Assigned task:
Look through the material and tally each line bearing the word "value". Give only the total.

Exercise material:
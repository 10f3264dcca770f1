//! Basic-allowlist HTML sanitizer.
//!
//! Keeps simple inline and list formatting, drops everything else but its
//! text. Script-like elements are removed together with their contents.

use scraper::{ElementRef, Html, Node};

const ALLOWED_ELEMENTS: &[&str] = &[
    "a", "abbr", "b", "blockquote", "br", "cite", "code", "dd", "dfn", "dl", "dt", "em", "i",
    "kbd", "li", "mark", "ol", "p", "pre", "q", "s", "samp", "small", "strike", "strong", "sub",
    "sup", "time", "u", "ul", "var",
];

const REMOVE_CONTENTS: &[&str] = &[
    "iframe", "math", "noembed", "noframes", "noscript", "plaintext", "script", "style", "svg",
    "template", "xmp",
];

const VOID_ELEMENTS: &[&str] = &["br"];

const ALLOWED_PROTOCOLS: &[&str] = &["http", "https", "mailto"];

fn allowed_attributes(element: &str) -> &'static [&'static str] {
    match element {
        "a" => &["href"],
        "abbr" | "dfn" => &["title"],
        "blockquote" | "q" => &["cite"],
        "time" => &["datetime", "pubdate"],
        _ => &[],
    }
}

fn is_url_attribute(attr: &str) -> bool {
    matches!(attr, "href" | "cite")
}

pub fn sanitize_basic(html: &str) -> String {
    let fragment = Html::parse_fragment(html);
    let mut out = String::with_capacity(html.len());
    write_children(fragment.root_element(), &mut out);
    out
}

fn write_children(element: ElementRef<'_>, out: &mut String) {
    for child in element.children() {
        match child.value() {
            Node::Text(text) => escape_into(text, false, out),
            Node::Element(_) => {
                if let Some(child) = ElementRef::wrap(child) {
                    write_element(child, out);
                }
            }
            _ => {}
        }
    }
}

fn write_element(element: ElementRef<'_>, out: &mut String) {
    let name = element.value().name();

    if REMOVE_CONTENTS.contains(&name) {
        return;
    }
    if !ALLOWED_ELEMENTS.contains(&name) {
        write_children(element, out);
        return;
    }

    out.push('<');
    out.push_str(name);
    let allowed = allowed_attributes(name);
    for (attr, value) in element.value().attrs() {
        if !allowed.contains(&attr) {
            continue;
        }
        if is_url_attribute(attr) && !has_allowed_protocol(value) {
            continue;
        }
        out.push(' ');
        out.push_str(attr);
        out.push_str("=\"");
        escape_into(value, true, out);
        out.push('"');
    }
    if name == "a" {
        out.push_str(" rel=\"nofollow\"");
    }
    out.push('>');

    if VOID_ELEMENTS.contains(&name) {
        return;
    }
    write_children(element, out);
    out.push_str("</");
    out.push_str(name);
    out.push('>');
}

/// Relative URLs pass; absolute ones need an allowlisted scheme.
fn has_allowed_protocol(url: &str) -> bool {
    let url = url.trim();
    let scheme_end = match url.find(':') {
        Some(pos) => pos,
        None => return true,
    };
    if url[..scheme_end].contains(['/', '?', '#']) {
        return true;
    }
    let scheme = url[..scheme_end].to_ascii_lowercase();
    ALLOWED_PROTOCOLS.contains(&scheme.as_str())
}

fn escape_into(text: &str, attribute: bool, out: &mut String) {
    for c in text.chars() {
        match c {
            '&' => out.push_str("&amp;"),
            '<' => out.push_str("&lt;"),
            '>' => out.push_str("&gt;"),
            '"' if attribute => out.push_str("&quot;"),
            _ => out.push(c),
        }
    }
}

Answer space:
5